Additionally, the decline came as we head into the historically weak month. September has been the worst month for the S&P 500 since 1945, with the index advancing only 44% of the time, the least of any month, according to CFRA data. The S&P 500 has posted an average loss of 0.6% in September, the worst for any month. The decline is due to a seasonal phenomenon as investors are more prone to selling than buying when they return from their summer vacations, trading volume after Labor Day is mostly bearish, many mutual funds have fiscal years ending Sep 30, window-dressing is rampant, and investors generally sell stocks to pay tuition bills for their kids’ private schools and colleges.
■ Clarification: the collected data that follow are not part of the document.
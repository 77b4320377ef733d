//! Event inbox.
//!
//! Single producer (the transport thread), single consumer (the runtime).
//! Pushing never blocks; the runtime only looks at the inbox when it ticks.

use lobbyframe_proto::{EventRecord, Payload};
use tokio::sync::mpsc;

use crate::ChannelClosed;

/// Create a connected sender/inbox pair.
pub fn event_channel() -> (EventSender, EventInbox) {
    let (tx, rx) = mpsc::unbounded_channel();
    (EventSender { tx }, EventInbox { rx })
}

/// Transport-side handle. Not `Clone`: there is exactly one producer.
#[derive(Debug)]
pub struct EventSender {
    tx: mpsc::UnboundedSender<EventRecord>,
}

impl EventSender {
    /// Queue one event.
    ///
    /// # Errors
    ///
    /// `ChannelClosed` once the runtime is gone.
    pub fn send(&self, name: impl Into<String>, payload: Payload) -> Result<(), ChannelClosed> {
        self.send_record(EventRecord::new(name, payload))
    }

    /// Queue a pre-built record.
    ///
    /// # Errors
    ///
    /// `ChannelClosed` once the runtime is gone.
    pub fn send_record(&self, record: EventRecord) -> Result<(), ChannelClosed> {
        self.tx.send(record).map_err(|_| ChannelClosed)
    }

    /// Whether the runtime has gone away.
    pub fn is_closed(&self) -> bool {
        self.tx.is_closed()
    }
}

/// Runtime-side handle.
#[derive(Debug)]
pub struct EventInbox {
    rx: mpsc::UnboundedReceiver<EventRecord>,
}

impl EventInbox {
    /// Next queued event, without waiting.
    ///
    /// `Err(ChannelClosed)` once the sender is dropped and the queue is
    /// drained.
    pub fn try_next(&mut self) -> Result<Option<EventRecord>, ChannelClosed> {
        match self.rx.try_recv() {
            Ok(record) => Ok(Some(record)),
            Err(mpsc::error::TryRecvError::Empty) => Ok(None),
            Err(mpsc::error::TryRecvError::Disconnected) => Err(ChannelClosed),
        }
    }

    /// Number of queued events.
    pub fn len(&self) -> usize {
        self.rx.len()
    }

    /// Whether nothing is queued.
    pub fn is_empty(&self) -> bool {
        self.rx.is_empty()
    }
}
Let’s dig into the detail of the above-mentioned ETFs:

ProShares VIX Short-Term Futures ETF (VIXY - Free Report) – Up 10.1%

ProShares VIX Short-Term Futures ETF provides long exposure to the S&P 500 VIX Short-Term Futures Index, which measures the returns of a portfolio of monthly VIX futures contracts with a weighted average of one month to expiration (read: 4 Multi-Asset ETFs to Beat Volatility & Enjoy Solid Yields).
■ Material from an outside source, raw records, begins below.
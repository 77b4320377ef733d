//! Error types for outbound commands.
//!
//! Inbound events never produce errors: anything the router cannot apply is
//! reported as an [`crate::Outcome::Ignored`] instead. Errors here are the
//! synchronous, local rejections of the command gateway and the refusals of
//! the transport behind it.

use thiserror::Error;

use crate::{LobbyId, MemberId, TransferId};

/// Transport refused to accept a command.
#[derive(Error, Debug, Clone, PartialEq, Eq)]
pub enum TransportError {
    /// Outbound channel is gone (transport shut down).
    #[error("transport closed")]
    Closed,

    /// Transport rejected the command outright.
    #[error("transport rejected command: {reason}")]
    Rejected {
        /// Transport-supplied reason
        reason: String,
    },
}

/// Local validation failures for outbound commands.
///
/// Returned before the transport is contacted, except for
/// [`CommandError::Transport`].
#[derive(Error, Debug, Clone, PartialEq, Eq)]
pub enum CommandError {
    /// Command needs a current lobby.
    #[error("not in a lobby")]
    NotInLobby,

    /// Command needs the session to be outside any lobby.
    #[error("already in lobby {lobby_id}")]
    AlreadyInLobby {
        /// Lobby the session is currently in
        lobby_id: LobbyId,
    },

    /// Chat text is empty or whitespace.
    #[error("chat message is empty")]
    EmptyMessage,

    /// No transfer with this id is tracked.
    #[error("unknown transfer: {id}")]
    UnknownTransfer {
        /// Transfer id
        id: TransferId,
    },

    /// Transfer already reached a terminal state.
    #[error("transfer {id} already finished")]
    TransferFinished {
        /// Transfer id
        id: TransferId,
    },

    /// Member is not in the current roster.
    #[error("unknown member: {member_id}")]
    UnknownMember {
        /// Member id
        member_id: MemberId,
    },

    /// Kicking yourself is not a thing; leave instead.
    #[error("cannot kick self")]
    CannotKickSelf,

    /// The current lobby has no known owner to address.
    #[error("lobby {lobby_id} has no host")]
    NoHost {
        /// Lobby the session is currently in
        lobby_id: LobbyId,
    },

    /// Only the lobby owner may do this.
    #[error("only the lobby host can {operation}")]
    NotHost {
        /// Operation that was attempted
        operation: &'static str,
    },

    /// Argument failed local validation.
    #[error("invalid {field}: {reason}")]
    InvalidArgument {
        /// Argument name
        field: &'static str,
        /// What was wrong with it
        reason: &'static str,
    },

    /// Transport refused the command.
    #[error(transparent)]
    Transport(#[from] TransportError),
}

impl CommandError {
    /// Returns true if retrying the same command later may succeed.
    ///
    /// Validation failures depend on local state and may clear once events
    /// arrive; a closed transport never comes back.
    pub fn is_retryable(&self) -> bool {
        !matches!(
            self,
            Self::EmptyMessage
                | Self::CannotKickSelf
                | Self::InvalidArgument { .. }
                | Self::Transport(TransportError::Closed)
        )
    }
}

#[cfg(test)]
mod tests {
    use super::*;

    #[test]
    fn transport_errors_convert() {
        let err: CommandError = TransportError::Closed.into();
        assert_eq!(err, CommandError::Transport(TransportError::Closed));
        assert_eq!(err.to_string(), "transport closed");
        assert!(!err.is_retryable());
    }

    #[test]
    fn state_dependent_errors_are_retryable() {
        assert!(CommandError::NotInLobby.is_retryable());
        assert!(CommandError::AlreadyInLobby { lobby_id: 3 }.is_retryable());
        assert!(CommandError::NoHost { lobby_id: 3 }.is_retryable());
        assert!(!CommandError::EmptyMessage.is_retryable());
    }
}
ProShares VIX Short-Term Futures ETF has amassed $475.8 million in AUM and charges 85 bps in fees per year. The fund trades in an average daily volume of around 7.4 million shares.

AGFiQ US Market Neutral Anti-Beta Fund (BTAL - Free Report) – Up 2.5%

AGFiQ US Market Neutral Anti-Beta Fund has the potential to generate positive returns regardless of the direction of the stock market as long as low-beta stocks outperform high-beta stocks. It invests primarily in long positions in low-beta U.S. equities and short positions in high-beta U.S. equities on a dollar-neutral basis, within sectors.

AGFiQ US Market Neutral Anti-Beta Fund has AUM of $211.7 million and an expense ratio of 2.53%. It trades in an average daily volume of 347,000 shares.

Simplify Tail Risk Strategy ETF – Up 2.5%

Simplify Tail Risk Strategy ETF seeks to provide income and capital appreciation while protecting against significant downside risk to investors, with hedging diversified portfolios against severe equity market selloffs. The fund deploys advanced options strategies that are designed to handle multiple types of market dislocations.

Simplify Tail Risk Strategy ETF has amassed $73.9 million in its asset base and charges 50 bps in annual fees from investors. It trades in a volume of 78,000 shares a day on average.

Cambria Tail Risk ETF (TAIL - Free Report) – Up 2.1%

Cambria Tail Risk ETF seeks to mitigate significant downside market risk as it invests in a portfolio of "out of the money" put options purchased on the U.S. stock market. The TAIL strategy offers the potential advantage of buying more puts when volatility is low and fewer puts when volatility is high. While a portion of the fund's assets will be invested in the basket of long put option premiums, the majority of fund assets will be invested in intermediate-term U.S. Treasuries.

Cambria Tail Risk ETF has amassed $453.3 million in its asset base and charges 59 bps in annual fees from investors. It trades in a volume of 380,000 shares a day on average (read: Forget Recession Fears With These ETFs).

PIMCO 25+ Year Zero Coupon U.S. Treasury Index ETF (ZROZ - Free Report) – Up 1.5%

PIMCO 25+ Year Zero Coupon U.S. Treasury Index ETF offers exposure to the long-end of the yield curve. It follows the BofA Merrill Lynch Long Treasury Principal STRIPS Index and holds 24 securities in its basket. Both effective maturity and the effective duration of the fund are 27.17 years and 26.64 years, respectively.

PIMCO 25+ Year Zero Coupon U.S. Treasury Index ETF has a decent level of $490.2 million in AUM and an average daily volume of 152,000 shares. It charges 15 bps in annual fees and has a Zacks ETF Rank #5 (Strong Sell).